**Your task**.
An exact copy of every record is needed.

**Provided material**.
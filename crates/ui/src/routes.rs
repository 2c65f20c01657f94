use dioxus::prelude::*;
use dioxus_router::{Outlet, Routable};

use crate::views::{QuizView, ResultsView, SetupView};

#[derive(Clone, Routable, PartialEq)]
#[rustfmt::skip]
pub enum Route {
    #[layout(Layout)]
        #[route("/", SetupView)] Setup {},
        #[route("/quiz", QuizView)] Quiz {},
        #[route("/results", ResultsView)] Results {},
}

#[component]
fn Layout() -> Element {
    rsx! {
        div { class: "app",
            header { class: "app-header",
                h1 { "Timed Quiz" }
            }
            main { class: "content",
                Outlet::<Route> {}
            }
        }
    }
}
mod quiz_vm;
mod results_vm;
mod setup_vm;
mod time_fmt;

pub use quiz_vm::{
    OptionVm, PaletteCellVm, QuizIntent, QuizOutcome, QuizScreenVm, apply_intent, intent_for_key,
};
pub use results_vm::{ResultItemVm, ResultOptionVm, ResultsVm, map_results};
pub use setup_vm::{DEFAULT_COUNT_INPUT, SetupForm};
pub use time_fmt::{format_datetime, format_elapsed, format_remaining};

**Problem solution**.
filename crates/ui/src/routes.rs
repository 2c65f20c01657f94
use dioxus::prelude::*;
use dioxus_router::{Outlet, Routable};

use crate::views::{QuizView, ResultsView, SetupView};

#[derive(Clone, Routable, PartialEq)]
#[rustfmt::skip]
pub enum Route {
    #[layout(Layout)]
        #[route("/", SetupView)] Setup {},
        #[route("/quiz", QuizView)] Quiz {},
        #[route("/results", ResultsView)] Results {},
}

#[component]
fn Layout() -> Element {
    rsx! {
        div { class: "app",
            header { class: "app-header",
                h1 { "Timed Quiz" }
            }
            main { class: "content",
                Outlet::<Route> {}
            }
        }
    }
}
mod quiz_vm;
mod results_vm;
mod setup_vm;
mod time_fmt;

pub use quiz_vm::{
    OptionVm, PaletteCellVm, QuizIntent, QuizOutcome, QuizScreenVm, apply_intent, intent_for_key,
};
pub use results_vm::{ResultItemVm, ResultOptionVm, ResultsVm, map_results};
pub use setup_vm::{DEFAULT_COUNT_INPUT, SetupForm};
pub use time_fmt::{format_datetime, format_elapsed, format_remaining};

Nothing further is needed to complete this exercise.